Ciertamente la envidia
nos afecta a todos en algún momento, a pesar de nuestras mejores intenciones y
de cuantos intentos hagamos por superarla.
La liturgia de hoy nos
presenta la envidia en la historia de
José, hijo de Jacob. José fue víctima de los celos de sus hermanos cuando
vieron que, según dice el texto:“Israel amaba a José más que a todos sus
demás hijos, por ser para él el hijo de la ancianidad. Le había hecho una
túnica de manga larga. Vieron sus hermanos cómo le prefería su padre a todos
sus otros hijos, y le aborrecieron hasta el punto de no poder ni siquiera
saludarle” (Gn 37, 3-4). Y además los sueños de José despertaron el odio en
sus hermanos, cuyos celos acabaron en convertirse en envidia asesina.
La
causa principal de la envidia de los hermanos de José es la preferencia.
Detrás de la preferencia está el más que…o la desigualdad, pero no es
odiado Jacob, que es el que tiene la preferencia, sino José por ser tratado con
más amor o distinción. Pero el odio crece, por tercera vez se repite esta frase
(vv 4.5.8) lo que indica una intensidad en el rechazo de las pretensiones de
José el soñador. Los hermanos escondieron en el silencio su envidia y cobardía,
ocultaron sus perversos deseos, por eso se incubó y creció la envidia. Estos se
habían ido muy lejos a buscar pastos y vieron desde lejos a la persona odiada.
José que no odia no puede distinguir desde lejos, necesita acercarse.

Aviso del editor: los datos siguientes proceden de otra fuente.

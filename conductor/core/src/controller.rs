//! Conversation Controller
//!
//! The state machine behind the questionnaire:
//!
//! ```text
//! Asking(0) -> Asking(1) -> ... -> Asking(n-1) -> Complete -> AwaitingRestart
//!     ^                                                            |
//!     +------------------------- yes -------------------------------+
//!                                                                  | no
//!                                                             Terminated
//! ```
//!
//! Every operation takes the session explicitly. Failed operations leave it
//! untouched.

use thiserror::Error;

use crate::estimator::{self, EstimateError, EstimateInput, EstimateParams, EstimateResult, Scope};
use crate::messages::MessageRole;
use crate::questions::{questionnaire, Question, QuestionKey};
use crate::session::{Phase, SessionState};
use crate::validation::{validate_answer, Advisory, AnswerValue, ValidationError};

/// Prompt appended after the estimate summary
pub const RESTART_PROMPT: &str = "Would you like to make another calculation? (yes / no)";

/// Heading shown by surfaces above the conversation
pub const APP_TITLE: &str = "City Paint Estimator with Gemini";

/// One-line description shown under the title
pub const APP_CAPTION: &str =
    "Your smart assistant to estimate how many paint buckets are needed for the entire city.";

/// Message appended when the user declines to restart
pub const CLOSING_MESSAGE: &str = "Thank you for using City Paint Estimator with Gemini.";

/// Inputs that accept the restart offer
pub const AFFIRMATIVE_TOKENS: &[&str] = &["yes", "yess", "y", "sure", "ok"];

/// Errors from controller operations
#[derive(Debug, Clone, PartialEq, Error)]
pub enum ControllerError {
    /// The answer failed validation
    #[error(transparent)]
    Validation(#[from] ValidationError),
    /// The estimator rejected the collected answers
    #[error(transparent)]
    Estimate(#[from] EstimateError),
    /// Operation called in the wrong phase
    #[error("cannot {operation} while {actual:?}")]
    WrongPhase {
        /// The operation attempted
        operation: &'static str,
        /// The phase the session was in
        actual: Phase,
    },
    /// An answer needed for the estimate is missing or has the wrong type
    #[error("missing answer for {0}")]
    MissingAnswer(QuestionKey),
}

/// Result of an accepted answer
#[derive(Clone, Debug, PartialEq)]
pub enum AnswerOutcome {
    /// Moved on to the question at `cursor`
    Advanced {
        /// New active question index
        cursor: usize,
        /// Notice to show the user
        advisory: Option<Advisory>,
    },
    /// That was the last question
    Finished {
        /// Notice to show the user
        advisory: Option<Advisory>,
    },
}

impl AnswerOutcome {
    /// Notice attached to the accepted answer
    pub fn advisory(&self) -> Option<&Advisory> {
        match self {
            Self::Advanced { advisory, .. } | Self::Finished { advisory } => advisory.as_ref(),
        }
    }
}

/// Result of the restart prompt
#[derive(Clone, Copy, Debug, PartialEq, Eq)]
pub enum RestartDecision {
    /// Session reset to the first question
    Restarted,
    /// Session closed
    Declined,
}

/// Drives a [`SessionState`] through the questionnaire
#[derive(Clone, Debug)]
pub struct Controller {
    questions: &'static [Question],
    params: EstimateParams,
}

impl Default for Controller {
    fn default() -> Self {
        Self::new(EstimateParams::default())
    }
}

impl Controller {
    /// Create a controller using the given estimate constants
    pub fn new(params: EstimateParams) -> Self {
        Self {
            questions: questionnaire(),
            params,
        }
    }

    /// Questions in order
    pub fn questions(&self) -> &'static [Question] {
        self.questions
    }

    /// Estimate constants
    pub fn params(&self) -> &EstimateParams {
        &self.params
    }

    /// Fresh session positioned on the first question
    pub fn start(&self) -> SessionState {
        SessionState::new(self.first_prompt())
    }

    /// Active question, if the session is asking one
    pub fn active_question(&self, state: &SessionState) -> Option<&'static Question> {
        match state.phase() {
            Phase::Asking { cursor } => self.questions.get(cursor),
            _ => None,
        }
    }

    /// Validate and store an answer to the active question
    ///
    /// # Errors
    ///
    /// [`ControllerError::Validation`] when the input is rejected,
    /// [`ControllerError::Estimate`] when the last answer leaves the estimate
    /// uncomputable, and [`ControllerError::WrongPhase`] when no question is
    /// active. In every case the session is unchanged.
    pub fn submit_answer(
        &self,
        state: &mut SessionState,
        raw: &str,
    ) -> Result<AnswerOutcome, ControllerError> {
        let question = self
            .active_question(state)
            .ok_or(ControllerError::WrongPhase {
                operation: "submit an answer",
                actual: state.phase(),
            })?;

        let validated = validate_answer(question, raw).map_err(|e| {
            tracing::debug!(key = %question.key, error = ?e, "Answer rejected");
            e
        })?;

        if let Some(ref advisory) = validated.advisory {
            tracing::info!(key = %question.key, advisory = ?advisory, "Answer adjusted");
        }
        tracing::debug!(key = %question.key, value = %validated.value, "Answer accepted");

        let next = state.cursor() + 1;
        if next < self.questions.len() {
            state.push(MessageRole::User, raw);
            state.store_answer(question.key, validated.value);
            state.advance();
            state.push(MessageRole::Assistant, self.questions[next].prompt);
            return Ok(AnswerOutcome::Advanced {
                cursor: next,
                advisory: validated.advisory,
            });
        }

        // The last answer only lands if the estimate can be computed from it
        let mut staged = state.clone();
        staged.push(MessageRole::User, raw);
        staged.store_answer(question.key, validated.value);
        let input = self.estimate_input(&staged)?;
        estimator::compute(&input, &self.params).map_err(|e| {
            tracing::warn!(session = %state.id, error = %e, "Answers cannot be estimated");
            e
        })?;

        staged.mark_completed();
        *state = staged;
        Ok(AnswerOutcome::Finished {
            advisory: validated.advisory,
        })
    }

    /// Compute the estimate and offer a restart
    ///
    /// # Errors
    ///
    /// [`ControllerError::WrongPhase`] unless every question has been
    /// answered and the estimate has not been shown yet.
    pub fn complete(&self, state: &mut SessionState) -> Result<EstimateResult, ControllerError> {
        if state.phase() != Phase::Complete {
            return Err(ControllerError::WrongPhase {
                operation: "complete",
                actual: state.phase(),
            });
        }

        let input = self.estimate_input(state)?;
        let result = estimator::compute(&input, &self.params)?;

        tracing::info!(
            session = %state.id,
            scope = %input.scope,
            cans = result.cans,
            "Estimate computed"
        );

        state.push(
            MessageRole::Assistant,
            format_summary(&result, input.coats, self.params.can_volume),
        );
        state.push(MessageRole::Assistant, RESTART_PROMPT);
        state.mark_awaiting_restart();

        Ok(result)
    }

    /// Handle the answer to the restart prompt
    ///
    /// # Errors
    ///
    /// [`ControllerError::WrongPhase`] unless the restart prompt is pending.
    pub fn submit_restart_decision(
        &self,
        state: &mut SessionState,
        raw: &str,
    ) -> Result<RestartDecision, ControllerError> {
        if state.phase() != Phase::AwaitingRestart {
            return Err(ControllerError::WrongPhase {
                operation: "answer the restart prompt",
                actual: state.phase(),
            });
        }

        let normalized = raw.trim().to_lowercase();
        if is_affirmative(&normalized) {
            self.reset(state);
            Ok(RestartDecision::Restarted)
        } else {
            state.push(MessageRole::User, normalized);
            state.push(MessageRole::Assistant, CLOSING_MESSAGE);
            state.terminate();
            tracing::info!(session = %state.id, "Session closed by user");
            Ok(RestartDecision::Declined)
        }
    }

    /// Return the session to the first question, whatever its phase
    pub fn reset(&self, state: &mut SessionState) {
        state.reset(self.first_prompt());
        tracing::debug!(session = %state.id, "Session reset");
    }

    fn first_prompt(&self) -> &'static str {
        self.questions.first().map_or("", |q| q.prompt)
    }

    fn estimate_input(&self, state: &SessionState) -> Result<EstimateInput, ControllerError> {
        let scope: Scope = state
            .answer(QuestionKey::Scope)
            .and_then(AnswerValue::as_text)
            .ok_or(ControllerError::MissingAnswer(QuestionKey::Scope))?
            .parse()?;
        let count = |key| {
            state
                .answer(key)
                .and_then(AnswerValue::as_count)
                .ok_or(ControllerError::MissingAnswer(key))
        };
        let amount = |key| {
            state
                .answer(key)
                .and_then(AnswerValue::as_f64)
                .ok_or(ControllerError::MissingAnswer(key))
        };

        Ok(EstimateInput {
            scope,
            buildings: count(QuestionKey::Buildings)?,
            avg_area: amount(QuestionKey::Area)?,
            floors: count(QuestionKey::Floors)?,
            coats: amount(QuestionKey::Layers)?,
        })
    }
}

/// Whether a normalized input accepts the restart offer
pub fn is_affirmative(normalized: &str) -> bool {
    AFFIRMATIVE_TOKENS.contains(&normalized)
}

/// Three-line summary shown after the last answer
///
/// Coats are shown as a whole number; the litres still use the exact value.
pub fn format_summary(result: &EstimateResult, coats: f64, can_volume: f64) -> String {
    format!(
        "Net area after excluding doors/windows: {:.0} m²\n\
         Total liters required ({} coat(s)): {:.0} L\n\
         You'll need approximately {} buckets ({can_volume}L each) to paint the entire city.",
        result.net_area,
        coats.trunc(),
        result.liters_needed,
        result.cans
    )
}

La amistad es de cerca, el odio de lejos.
Ahí está el soñador, dirán sus hermanos, y puesto que la túnica había sido la
concreción de la preferencia paterna, dicho símbolo será quitado. Le arrancaron
la túnica.
La envidia nubla
nuestra mente, por eso es necesario conocer la dinámica que tiene esta emoción.
La envidia brota de un deseo humano de
plenitud. Surge de una sed profunda de lo bueno, y de una desesperación similar
para poder obtenerlo. Cuando percibimos que algo es bueno, nos sentimos
atraídos hacia ello. Necesitamos sabernos cerca o poseerlo. Eso sucede si “lo
bueno” es otra persona, un objeto material, una belleza de la naturaleza, o
algún rasgo valioso como la felicidad o generosidad. La envidia guarda una
relación directa con la bondad. La envidia entra en nuestro corazón cuando nos
desesperamos ante la perspectiva de no poder recibir las cosas buenas que
deseamos. Nuestro sentido de frustración y desesperación se convierten en el
caldo de cultivo de la envidia, que florece allí donde falta la esperanza. Esto
explica tanto nuestro padecimiento cuando alguien triunfa, como la alegría
secreta que sentimos ante el fracaso ajeno.

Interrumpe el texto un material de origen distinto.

//! Answer Validation
//!
//! Turns raw chat text into a typed answer for the active question.
//! Rules are applied in order and the first failure wins; a failure never
//! touches session state.

use std::fmt;

use serde::{Deserialize, Serialize};
use thiserror::Error;

use crate::estimator::MAX_COATS;
use crate::questions::{Question, QuestionKey, QuestionKind};

/// Why an answer was rejected
///
/// The `Display` text is the warning shown to the user.
#[derive(Debug, Clone, PartialEq, Error)]
pub enum ValidationError {
    /// Input does not parse as a finite number
    #[error("Please enter a valid number.")]
    InvalidNumber {
        /// The raw input
        input: String,
    },
    /// Parsed number is zero or negative
    #[error("The number must be greater than 0.")]
    NonPositive {
        /// The parsed value
        value: f64,
    },
    /// A whole number was required
    #[error("Please enter a whole number.")]
    NotInteger {
        /// The parsed value
        value: f64,
    },
    /// Input is not one of the allowed options
    #[error("Please type {}.", .options.join(" or "))]
    InvalidChoice {
        /// The normalized input
        input: String,
        /// Accepted options
        options: Vec<String>,
    },
}

/// A validated answer
#[derive(Clone, Debug, PartialEq, Serialize, Deserialize)]
pub enum AnswerValue {
    /// A choice option, lower-cased
    Text(String),
    /// A whole number
    Count(u32),
    /// A positive real number
    Amount(f64),
}

impl AnswerValue {
    /// Text value, if this is a choice answer
    #[must_use]
    pub fn as_text(&self) -> Option<&str> {
        match self {
            Self::Text(s) => Some(s),
            _ => None,
        }
    }

    /// Whole-number value
    #[must_use]
    pub fn as_count(&self) -> Option<u32> {
        match self {
            Self::Count(n) => Some(*n),
            _ => None,
        }
    }

    /// Numeric value of any number answer
    #[must_use]
    pub fn as_f64(&self) -> Option<f64> {
        match self {
            Self::Count(n) => Some(f64::from(*n)),
            Self::Amount(v) => Some(*v),
            Self::Text(_) => None,
        }
    }
}

impl fmt::Display for AnswerValue {
    fn fmt(&self, f: &mut fmt::Formatter<'_>) -> fmt::Result {
        match self {
            Self::Text(s) => f.write_str(s),
            Self::Count(n) => write!(f, "{n}"),
            Self::Amount(v) => write!(f, "{v}"),
        }
    }
}

/// Non-blocking notice attached to an accepted answer
#[derive(Clone, Debug, PartialEq, Eq, Serialize, Deserialize)]
pub enum Advisory {
    /// More than the maximum number of coats was requested
    CoatsClamped,
}

impl fmt::Display for Advisory {
    fn fmt(&self, f: &mut fmt::Formatter<'_>) -> fmt::Result {
        match self {
            Self::CoatsClamped => {
                f.write_str("You don't need more than 3 coats. I'll use 3 as the maximum.")
            }
        }
    }
}

/// Outcome of a successful validation
#[derive(Clone, Debug, PartialEq)]
pub struct Validated {
    /// The value to store
    pub value: AnswerValue,
    /// Optional notice for the user
    pub advisory: Option<Advisory>,
}

/// Validate raw input against a question
pub fn validate_answer(question: &Question, raw: &str) -> Result<Validated, ValidationError> {
    match question.kind {
        QuestionKind::Number => validate_number(question.key, raw),
        QuestionKind::Choice(options) => validate_choice(options, raw),
    }
}

fn validate_number(key: QuestionKey, raw: &str) -> Result<Validated, ValidationError> {
    let trimmed = raw.trim();
    let parsed: f64 = trimmed
        .parse()
        .ok()
        .filter(|v: &f64| v.is_finite())
        .ok_or_else(|| ValidationError::InvalidNumber {
            input: trimmed.to_string(),
        })?;

    if parsed <= 0.0 {
        return Err(ValidationError::NonPositive { value: parsed });
    }

    if key.requires_integer() {
        if parsed.fract() != 0.0 {
            return Err(ValidationError::NotInteger { value: parsed });
        }
        if parsed > f64::from(u32::MAX) {
            return Err(ValidationError::InvalidNumber {
                input: trimmed.to_string(),
            });
        }
        #[allow(clippy::cast_possible_truncation, clippy::cast_sign_loss)]
        let count = parsed as u32;
        return Ok(Validated {
            value: AnswerValue::Count(count),
            advisory: None,
        });
    }

    if key == QuestionKey::Layers && parsed > MAX_COATS {
        return Ok(Validated {
            value: AnswerValue::Amount(MAX_COATS),
            advisory: Some(Advisory::CoatsClamped),
        });
    }

    Ok(Validated {
        value: AnswerValue::Amount(parsed),
        advisory: None,
    })
}

fn validate_choice(options: &[&str], raw: &str) -> Result<Validated, ValidationError> {
    let normalized = raw.trim().to_lowercase();
    if options.contains(&normalized.as_str()) {
        Ok(Validated {
            value: AnswerValue::Text(normalized),
            advisory: None,
        })
    } else {
        Err(ValidationError::InvalidChoice {
            input: normalized,
            options: options.iter().map(|o| (*o).to_string()).collect(),
        })
    }
}

#[cfg(test)]
mod tests {
    use super::*;
    use crate::questions::QUESTIONS;

    fn question(key: QuestionKey) -> &'static Question {
        QUESTIONS.iter().find(|q| q.key == key).unwrap()
    }

    #[test]
    fn test_scope_is_normalized() {
        let v = validate_answer(question(QuestionKey::Scope), "  Both \n").unwrap();
        assert_eq!(v.value, AnswerValue::Text("both".to_string()));
        assert_eq!(v.advisory, None);
    }

    #[test]
    fn test_scope_rejects_unknown() {
        let err = validate_answer(question(QuestionKey::Scope), "maybe").unwrap_err();
        assert!(matches!(err, ValidationError::InvalidChoice { .. }));
        assert_eq!(err.to_string(), "Please type interior or exterior or both.");
    }

    #[test]
    fn test_invalid_number() {
        for raw in ["abc", "", "12abc", "nan", "inf", "-inf"] {
            let err = validate_answer(question(QuestionKey::Area), raw).unwrap_err();
            assert!(
                matches!(err, ValidationError::InvalidNumber { .. }),
                "{raw:?} should be InvalidNumber"
            );
        }
    }

    #[test]
    fn test_non_positive_checked_before_integer() {
        let err = validate_answer(question(QuestionKey::Buildings), "-1.5").unwrap_err();
        assert!(matches!(err, ValidationError::NonPositive { .. }));
        let err = validate_answer(question(QuestionKey::Floors), "0").unwrap_err();
        assert!(matches!(err, ValidationError::NonPositive { .. }));
    }

    #[test]
    fn test_buildings_must_be_whole() {
        let err = validate_answer(question(QuestionKey::Buildings), "3.5").unwrap_err();
        assert_eq!(err, ValidationError::NotInteger { value: 3.5 });
        assert_eq!(err.to_string(), "Please enter a whole number.");

        let ok = validate_answer(question(QuestionKey::Buildings), "3.0").unwrap();
        assert_eq!(ok.value, AnswerValue::Count(3));
    }

    #[test]
    fn test_area_accepts_fraction() {
        let ok = validate_answer(question(QuestionKey::Area), " 250.75 ").unwrap();
        assert_eq!(ok.value, AnswerValue::Amount(250.75));
    }

    #[test]
    fn test_layers_clamped_with_advisory() {
        let ok = validate_answer(question(QuestionKey::Layers), "5").unwrap();
        assert_eq!(ok.value, AnswerValue::Amount(3.0));
        assert_eq!(ok.advisory, Some(Advisory::CoatsClamped));

        let ok = validate_answer(question(QuestionKey::Layers), "3").unwrap();
        assert_eq!(ok.value, AnswerValue::Amount(3.0));
        assert_eq!(ok.advisory, None);
    }

    #[test]
    fn test_answer_value_display() {
        assert_eq!(AnswerValue::Amount(2.0).to_string(), "2");
        assert_eq!(AnswerValue::Amount(2.5).to_string(), "2.5");
        assert_eq!(AnswerValue::Count(4).to_string(), "4");
    }
}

La envidia es fruto de ignorar
el deseo más hondo de nuestra naturaleza humana. El deseo del hombre nos lo
expresa S. Agustín: “Nos has hecho para ti, oh Dios, y nuestros corazones no
estarán en paz hasta que descansen en ti”, expresa la verdad acerca de nuestra
aspiración más íntima, ese anhelo que nos deja con la sensación permanente de
ser incompletos, y con el deseo de más.
Es precisamente la dimensión
infinita de nuestros deseos la que nos hace añorar nuestra plenitud. Cuando
no aceptamos conscientemente ese aspecto de la condición humana, nos volvemos
seres frustrados y envidiosos. Olvidamos que somos criaturas destinadas a
hallar nuestra totalidad o plenitud únicamente en el amor de Dios.
La envidia nos hace
creer que si tuviera esto o aquello me sentiría realmente completo, pleno. Pero
a medida que la experiencia nos va dando evidencias repetidas de que en
realidad eso no es así, la desilusión se instala en nuestro corazón, y podemos
llegar a odiar.
Entonces, la clave está
en aceptar nuestras limitaciones y nuestras pérdidas como parte de la vida; y
descubrir que tengo un deseo grande que no se llena con cosas y personas
exteriores.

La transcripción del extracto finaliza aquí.